▶ [WORK TASK]: Look through the entries below for the string "ConfigNotFound", and copy each line where it is found.

(Collected data entries)
//! Configuration loading functionality.
//!
//! This module provides the [`ConfigLoader`] type for loading the leave
//! policy from YAML files.

use std::fs;
use std::path::Path;

use tracing::info;

use crate::error::{LeaveError, LeaveResult};

use super::types::{LeavePolicy, PolicyFile};

/// Loads and provides access to the leave policy.
///
/// # Directory Structure
///
/// ```text
/// config/default/
/// └── policy.yaml   # Policy metadata, entitlements, notification routing
/// ```
///
/// # Example
///
/// ```no_run
/// use leave_engine::config::ConfigLoader;
/// use leave_engine::models::LeaveCategory;
///
/// let loader = ConfigLoader::load("./config/default").unwrap();
/// println!("Vacation days: {}", loader.policy().default_entitlement(LeaveCategory::Vacation));
/// ```
#[derive(Debug, Clone)]
pub struct ConfigLoader {
    policy: LeavePolicy,
}

impl ConfigLoader {
    /// Loads configuration from the specified directory.
    ///
    /// # Errors
    ///
    /// Returns [`LeaveError::ConfigNotFound`] if `policy.yaml` is missing and
    /// [`LeaveError::ConfigParseError`] if it is not valid policy YAML or
    /// leaves every category without entitlement.
    pub fn load<P: AsRef<Path>>(path: P) -> LeaveResult<Self> {
        let policy_path = path.as_ref().join("policy.yaml");
        let file = Self::load_yaml::<PolicyFile>(&policy_path)?;

        if file.entitlements.is_empty() {
            return Err(LeaveError::ConfigParseError {
                path: policy_path.display().to_string(),
                message: "entitlements must list at least one category".to_string(),
            });
        }

        let policy = LeavePolicy::from(file);
        info!(
            policy = %policy.metadata().code,
            version = %policy.metadata().version,
            categories = policy.entitlements().len(),
            "Loaded leave policy"
        );

        Ok(Self { policy })
    }

    /// Loads and parses a YAML file.
    fn load_yaml<T: serde::de::DeserializeOwned>(path: &Path) -> LeaveResult<T> {
        let path_str = path.display().to_string();

        let content = fs::read_to_string(path).map_err(|_| LeaveError::ConfigNotFound {
            path: path_str.clone(),
        })?;

        serde_yaml::from_str(&content).map_err(|e| LeaveError::ConfigParseError {
            path: path_str,
            message: e.to_string(),
        })
    }

    /// Returns the loaded policy.
    pub fn policy(&self) -> &LeavePolicy {
        &self.policy
    }

    /// Consumes the loader, returning the policy.
    pub fn into_policy(self) -> LeavePolicy {
        self.policy
    }
}
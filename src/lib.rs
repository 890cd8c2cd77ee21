//! Leave Engine for HR leave management
//!
//! This crate detects overlapping approved leave, validates new leave
//! requests against date rules and per-category balances, and keeps the
//! balance ledger consistent through the approval workflow.
//!
//! - [`scheduling`]: conflict detection, validation, suggestions and the
//!   monthly calendar
//! - [`workflow`]: submission, review, balance bookkeeping and the
//!   dashboard
//! - [`store`]: the persistence boundary
//! - [`api`]: the HTTP surface

#![warn(missing_docs)]

pub mod api;
pub mod config;
pub mod error;
pub mod models;
pub mod scheduling;
pub mod store;
pub mod workflow;

#[cfg(test)]
mod test_utils;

▶ [RESPONSE TO THIS EXERCISE]:
    /// Returns [`LeaveError::ConfigNotFound`] if `policy.yaml` is missing and
        let content = fs::read_to_string(path).map_err(|_| LeaveError::ConfigNotFound {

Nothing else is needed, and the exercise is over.